____ Materials provided
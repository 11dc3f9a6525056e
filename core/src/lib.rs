//! lattice-core: the inventory risk and recommendation engine.
//!
//! Maintains a simulated, continuously drifting view of multi-channel
//! inventory state and derives stockout forecasts, ranked remediation
//! actions, alert root-cause chains, and supplier risk trends from it.
//!
//! The crate is synchronous and runtime-free. The only mutation entry
//! points are [`engine::DriftEngine::tick`] and [`action::execute`];
//! everything else is a pure function over a state snapshot. The
//! serving layer (lattice-server) owns scheduling and locking.

pub mod action;
pub mod engine;
pub mod error;
pub mod forecast;
pub mod health;
pub mod history;
pub mod recommend;
pub mod rng;
pub mod root_cause;
pub mod state;
pub mod supplier;
pub mod types;
//! Recommendation ranker.
//!
//! Generates remediation candidates from four independent rules
//! (sync, pause, returns, tariff), scores them on normalized impact,
//! urgency, and per-kind confidence, and returns the top three.
//!
//! Dominant-channel tie-break: an exact shopify/amazon tie resolves to
//! shopify. The pause rule and its command string depend on it.

use chrono::{DateTime, NaiveDate, Utc};
use serde::Serialize;

use crate::{
    forecast::EnrichedItem,
    state::{ReturnsPool, TariffSchedule},
    types::{clamp, round_dp, usd, Sku, UnixTime},
};

/// Days-until-effective assumed for tariff scenarios with no date.
const DEFAULT_TARIFF_LEAD_DAYS: f64 = 30.0;

/// At most this many recommendations are returned, ranked 1..N.
pub const MAX_RECOMMENDATIONS: usize = 3;

#[derive(Debug, Clone, Copy, PartialEq, Eq, Serialize)]
#[serde(rename_all = "lowercase")]
pub enum RecommendationKind {
    Sync,
    Pause,
    Returns,
    Tariff,
}

#[derive(Debug, Clone, Serialize)]
pub struct Recommendation {
    pub kind:      RecommendationKind,
    pub title:     String,
    pub rationale: String,
    /// Action string the client can POST back, when one applies.
    pub command: Option<String>,
    pub expected_impact: i64,
    pub urgency:    f64,
    pub confidence: f64,
    pub sku: Option<Sku>,
    pub score: f64,
    pub expected_risk_reduction_usd: i64,
    pub rank: usize,
}

struct Candidate {
    kind:      RecommendationKind,
    title:     String,
    rationale: String,
    command:   Option<String>,
    expected_impact: i64,
    urgency:    f64,
    confidence: f64,
    sku: Option<Sku>,
}

/// Rank the top remediation actions for the current state snapshot.
pub fn build_recommendations(
    inventory: &[EnrichedItem],
    returns: &ReturnsPool,
    tariffs: &[TariffSchedule],
    now: UnixTime,
) -> Vec<Recommendation> {
    let mut candidates = Vec::new();

    for enriched in inventory {
        let item = &enriched.item;
        let forecast = &enriched.stockout_forecast;
        let gap = item.listing_gap().max(0);

        if item.discrepancy && item.risk_value > 0 {
            candidates.push(Candidate {
                kind: RecommendationKind::Sync,
                title: format!("Sync {} to WMS truth", item.name),
                rationale: format!(
                    "{gap}-unit listing gap is exposing {} of annualized risk.",
                    usd(item.risk_value)
                ),
                command: Some(format!("sync_inventory:{}", item.id)),
                expected_impact: item.risk_value.max(1),
                urgency: clamp(gap as f64 / 30.0 + item.risk_value as f64 / 50_000.0, 0.0, 1.0),
                confidence: 0.92,
                sku: Some(item.id.clone()),
            });
        }

        if forecast.risk_7d >= 55.0 {
            // Shopify wins exact ties.
            let channel = if item.systems.shopify >= item.systems.amazon {
                "shopify"
            } else {
                "amazon"
            };
            let channel_units = item.systems.get(channel).unwrap_or(0);
            if channel_units <= 0 {
                continue;
            }
            let exposure = ((forecast.risk_7d / 100.0)
                * (item.available.max(1) as f64)
                * item.unit_cost
                * 4.0) as i64;
            candidates.push(Candidate {
                kind: RecommendationKind::Pause,
                title: format!("Pause {} listing for {}", title_case(channel), item.id),
                rationale: format!(
                    "{:.1}% 7-day stockout risk with ~{} days of coverage.",
                    forecast.risk_7d, forecast.days_to_stockout
                ),
                command: Some(format!("pause_channel:{channel}:{}", item.id)),
                expected_impact: exposure.max(1),
                urgency: clamp(forecast.risk_7d / 100.0, 0.0, 1.0),
                confidence: 0.78,
                sku: Some(item.id.clone()),
            });
        }
    }

    if returns.in_limbo > 0 && returns.total_frozen_value > 0 {
        candidates.push(Candidate {
            kind: RecommendationKind::Returns,
            title: "Release inspected returns to ATP".to_string(),
            rationale: format!(
                "{} units and {} remain frozen for ~{} days.",
                returns.in_limbo,
                usd(returns.total_frozen_value),
                returns.average_days_stuck
            ),
            command: Some("release_returns".to_string()),
            expected_impact: returns.total_frozen_value,
            urgency: clamp(
                returns.average_days_stuck / 30.0 + returns.in_limbo as f64 / 40.0,
                0.0,
                1.0,
            ),
            confidence: 0.88,
            sku: None,
        });
    }

    for tariff in tariffs {
        let delta = tariff.proposed_rate() - tariff.current_rate;
        if delta <= 0.0 {
            continue;
        }
        let affected: Vec<&EnrichedItem> = inventory
            .iter()
            .filter(|e| e.item.country_of_origin == tariff.country)
            .collect();
        if affected.is_empty() {
            continue;
        }

        let exposure: i64 = affected
            .iter()
            .map(|e| (e.item.true_atp as f64 * e.item.unit_cost * delta * 4.0) as i64)
            .sum();

        let days_to_effective = tariff
            .scenarios
            .first()
            .and_then(|s| s.effective_date.as_deref())
            .and_then(|d| days_until(d, now))
            .map(|d| d as f64)
            .unwrap_or(DEFAULT_TARIFF_LEAD_DAYS);

        candidates.push(Candidate {
            kind: RecommendationKind::Tariff,
            title: format!("Shift sourcing away from {}", tariff.country),
            rationale: format!(
                "Tariff delta of {:.0} pts could add ~{} annualized landed cost.",
                delta * 100.0,
                usd(exposure)
            ),
            command: None,
            expected_impact: exposure.max(1),
            urgency: clamp(1.0 - days_to_effective / 90.0, 0.2, 1.0),
            confidence: 0.66,
            sku: None,
        });
    }

    if candidates.is_empty() {
        return Vec::new();
    }

    let max_impact = candidates
        .iter()
        .map(|c| c.expected_impact)
        .max()
        .unwrap_or(1)
        .max(1) as f64;

    let mut scored: Vec<Recommendation> = candidates
        .into_iter()
        .map(|c| {
            let impact_component = clamp(c.expected_impact as f64 / max_impact, 0.0, 1.0);
            let score = 100.0 * (0.5 * impact_component + 0.3 * c.urgency + 0.2 * c.confidence);
            Recommendation {
                kind:      c.kind,
                title:     c.title,
                rationale: c.rationale,
                command:   c.command,
                expected_impact: c.expected_impact,
                urgency:    c.urgency,
                confidence: c.confidence,
                sku: c.sku,
                score: round_dp(score, 1),
                expected_risk_reduction_usd: c.expected_impact,
                rank: 0,
            }
        })
        .collect();

    scored.sort_by(|a, b| b.score.partial_cmp(&a.score).unwrap_or(std::cmp::Ordering::Equal));
    scored.truncate(MAX_RECOMMENDATIONS);
    for (idx, rec) in scored.iter_mut().enumerate() {
        rec.rank = idx + 1;
    }
    scored
}

fn title_case(channel: &str) -> String {
    let mut chars = channel.chars();
    match chars.next() {
        Some(first) => first.to_uppercase().collect::<String>() + chars.as_str(),
        None => String::new(),
    }
}

/// Whole days from `now` to a YYYY-MM-DD date, floored at zero.
/// None when the date does not parse.
fn days_until(date: &str, now: UnixTime) -> Option<i64> {
    let target = NaiveDate::parse_from_str(date, "%Y-%m-%d").ok()?;
    let today = DateTime::<Utc>::from_timestamp(now, 0)?.date_naive();
    Some((target - today).num_days().max(0))
}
________
» **Exercise objective**
Each line above is to be reproduced exactly. Leave none out.

» **Exercise output**
repository 11dc3f9a6525056e
filename core/src/lib.rs
//! lattice-core: the inventory risk and recommendation engine.
//!
//! Maintains a simulated, continuously drifting view of multi-channel
//! inventory state and derives stockout forecasts, ranked remediation
//! actions, alert root-cause chains, and supplier risk trends from it.
//!
//! The crate is synchronous and runtime-free. The only mutation entry
//! points are [`engine::DriftEngine::tick`] and [`action::execute`];
//! everything else is a pure function over a state snapshot. The
//! serving layer (lattice-server) owns scheduling and locking.

pub mod action;
pub mod engine;
pub mod error;
pub mod forecast;
pub mod health;
pub mod history;
pub mod recommend;
pub mod rng;
pub mod root_cause;
pub mod state;
pub mod supplier;
pub mod types;
//! Recommendation ranker.
//!
//! Generates remediation candidates from four independent rules
//! (sync, pause, returns, tariff), scores them on normalized impact,
//! urgency, and per-kind confidence, and returns the top three.
//!
//! Dominant-channel tie-break: an exact shopify/amazon tie resolves to
//! shopify. The pause rule and its command string depend on it.

use chrono::{DateTime, NaiveDate, Utc};
use serde::Serialize;

use crate::{
    forecast::EnrichedItem,
    state::{ReturnsPool, TariffSchedule},
    types::{clamp, round_dp, usd, Sku, UnixTime},
};

/// Days-until-effective assumed for tariff scenarios with no date.
const DEFAULT_TARIFF_LEAD_DAYS: f64 = 30.0;

/// At most this many recommendations are returned, ranked 1..N.
pub const MAX_RECOMMENDATIONS: usize = 3;

#[derive(Debug, Clone, Copy, PartialEq, Eq, Serialize)]
#[serde(rename_all = "lowercase")]
pub enum RecommendationKind {
    Sync,
    Pause,
    Returns,
    Tariff,
}

#[derive(Debug, Clone, Serialize)]
pub struct Recommendation {
    pub kind:      RecommendationKind,
    pub title:     String,
    pub rationale: String,
    /// Action string the client can POST back, when one applies.
    pub command: Option<String>,
    pub expected_impact: i64,
    pub urgency:    f64,
    pub confidence: f64,
    pub sku: Option<Sku>,
    pub score: f64,
    pub expected_risk_reduction_usd: i64,
    pub rank: usize,
}

struct Candidate {
    kind:      RecommendationKind,
    title:     String,
    rationale: String,
    command:   Option<String>,
    expected_impact: i64,
    urgency:    f64,
    confidence: f64,
    sku: Option<Sku>,
}

/// Rank the top remediation actions for the current state snapshot.
pub fn build_recommendations(
    inventory: &[EnrichedItem],
    returns: &ReturnsPool,
    tariffs: &[TariffSchedule],
    now: UnixTime,
) -> Vec<Recommendation> {
    let mut candidates = Vec::new();

    for enriched in inventory {
        let item = &enriched.item;
        let forecast = &enriched.stockout_forecast;
        let gap = item.listing_gap().max(0);

        if item.discrepancy && item.risk_value > 0 {
            candidates.push(Candidate {
                kind: RecommendationKind::Sync,
                title: format!("Sync {} to WMS truth", item.name),
                rationale: format!(
                    "{gap}-unit listing gap is exposing {} of annualized risk.",
                    usd(item.risk_value)
                ),
                command: Some(format!("sync_inventory:{}", item.id)),
                expected_impact: item.risk_value.max(1),
                urgency: clamp(gap as f64 / 30.0 + item.risk_value as f64 / 50_000.0, 0.0, 1.0),
                confidence: 0.92,
                sku: Some(item.id.clone()),
            });
        }

        if forecast.risk_7d >= 55.0 {
            // Shopify wins exact ties.
            let channel = if item.systems.shopify >= item.systems.amazon {
                "shopify"
            } else {
                "amazon"
            };
            let channel_units = item.systems.get(channel).unwrap_or(0);
            if channel_units <= 0 {
                continue;
            }
            let exposure = ((forecast.risk_7d / 100.0)
                * (item.available.max(1) as f64)
                * item.unit_cost
                * 4.0) as i64;
            candidates.push(Candidate {
                kind: RecommendationKind::Pause,
                title: format!("Pause {} listing for {}", title_case(channel), item.id),
                rationale: format!(
                    "{:.1}% 7-day stockout risk with ~{} days of coverage.",
                    forecast.risk_7d, forecast.days_to_stockout
                ),
                command: Some(format!("pause_channel:{channel}:{}", item.id)),
                expected_impact: exposure.max(1),
                urgency: clamp(forecast.risk_7d / 100.0, 0.0, 1.0),
                confidence: 0.78,
                sku: Some(item.id.clone()),
            });
        }
    }

    if returns.in_limbo > 0 && returns.total_frozen_value > 0 {
        candidates.push(Candidate {
            kind: RecommendationKind::Returns,
            title: "Release inspected returns to ATP".to_string(),
            rationale: format!(
                "{} units and {} remain frozen for ~{} days.",
                returns.in_limbo,
                usd(returns.total_frozen_value),
                returns.average_days_stuck
            ),
            command: Some("release_returns".to_string()),
            expected_impact: returns.total_frozen_value,
            urgency: clamp(
                returns.average_days_stuck / 30.0 + returns.in_limbo as f64 / 40.0,
                0.0,
                1.0,
            ),
            confidence: 0.88,
            sku: None,
        });
    }

    for tariff in tariffs {
        let delta = tariff.proposed_rate() - tariff.current_rate;
        if delta <= 0.0 {
            continue;
        }
        let affected: Vec<&EnrichedItem> = inventory
            .iter()
            .filter(|e| e.item.country_of_origin == tariff.country)
            .collect();
        if affected.is_empty() {
            continue;
        }

        let exposure: i64 = affected
            .iter()
            .map(|e| (e.item.true_atp as f64 * e.item.unit_cost * delta * 4.0) as i64)
            .sum();

        let days_to_effective = tariff
            .scenarios
            .first()
            .and_then(|s| s.effective_date.as_deref())
            .and_then(|d| days_until(d, now))
            .map(|d| d as f64)
            .unwrap_or(DEFAULT_TARIFF_LEAD_DAYS);

        candidates.push(Candidate {
            kind: RecommendationKind::Tariff,
            title: format!("Shift sourcing away from {}", tariff.country),
            rationale: format!(
                "Tariff delta of {:.0} pts could add ~{} annualized landed cost.",
                delta * 100.0,
                usd(exposure)
            ),
            command: None,
            expected_impact: exposure.max(1),
            urgency: clamp(1.0 - days_to_effective / 90.0, 0.2, 1.0),
            confidence: 0.66,
            sku: None,
        });
    }

    if candidates.is_empty() {
        return Vec::new();
    }

    let max_impact = candidates
        .iter()
        .map(|c| c.expected_impact)
        .max()
        .unwrap_or(1)
        .max(1) as f64;

    let mut scored: Vec<Recommendation> = candidates
        .into_iter()
        .map(|c| {
            let impact_component = clamp(c.expected_impact as f64 / max_impact, 0.0, 1.0);
            let score = 100.0 * (0.5 * impact_component + 0.3 * c.urgency + 0.2 * c.confidence);
            Recommendation {
                kind:      c.kind,
                title:     c.title,
                rationale: c.rationale,
                command:   c.command,
                expected_impact: c.expected_impact,
                urgency:    c.urgency,
                confidence: c.confidence,
                sku: c.sku,
                score: round_dp(score, 1),
                expected_risk_reduction_usd: c.expected_impact,
                rank: 0,
            }
        })
        .collect();

    scored.sort_by(|a, b| b.score.partial_cmp(&a.score).unwrap_or(std::cmp::Ordering::Equal));
    scored.truncate(MAX_RECOMMENDATIONS);
    for (idx, rec) in scored.iter_mut().enumerate() {
        rec.rank = idx + 1;
    }
    scored
}

fn title_case(channel: &str) -> String {
    let mut chars = channel.chars();
    match chars.next() {
        Some(first) => first.to_uppercase().collect::<String>() + chars.as_str(),
        None => String::new(),
    }
}

/// Whole days from `now` to a YYYY-MM-DD date, floored at zero.
/// None when the date does not parse.
fn days_until(date: &str, now: UnixTime) -> Option<i64> {
    let target = NaiveDate::parse_from_str(date, "%Y-%m-%d").ok()?;
    let today = DateTime::<Utc>::from_timestamp(now, 0)?.date_naive();
    Some((target - today).num_days().max(0))
}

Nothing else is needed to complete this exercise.